[Stored data entries]
------------------------------------
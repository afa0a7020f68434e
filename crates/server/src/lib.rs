//! HTTP surface for the resumable stream engine.
//!
//! Routes:
//! - `POST /v1/streams`: produce with a server-assigned id
//! - `POST /v1/streams/{stream_id}`: produce with a caller-chosen id, or
//!   join the stream already producing under that id
//! - `GET /v1/streams/{stream_id}?from_seq=N`: resume, replay then live tail
//! - `POST /v1/streams/{stream_id}/cancel`: idempotent cancel
//! - `GET /v1/streams/{stream_id}/status`: cheap status poll
//! - `GET /v1/streams/{stream_id}/text`: accumulated text so far
//!
//! Stream bodies are newline-delimited JSON ([`WireRecord`]): chunk records
//! carrying base64 payloads, closed by one `end` record. The `x-stream-id`
//! and `x-next-seq` response headers carry the resumability marker.

#![warn(missing_docs)]
#![warn(clippy::all)]

mod connector;
mod error;
mod handlers;
mod router;
mod server;
mod wire;

pub use connector::{ConnectorError, UpstreamConnector};
pub use error::{ApiError, ServerError};
pub use router::{ApiContext, api_router};
pub use server::RestreamServer;
pub use wire::WireRecord;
------------------------------------
### Assignment
Once the lines of the entries containing the word "connector" have been counted, report the number alone.

### Task response
2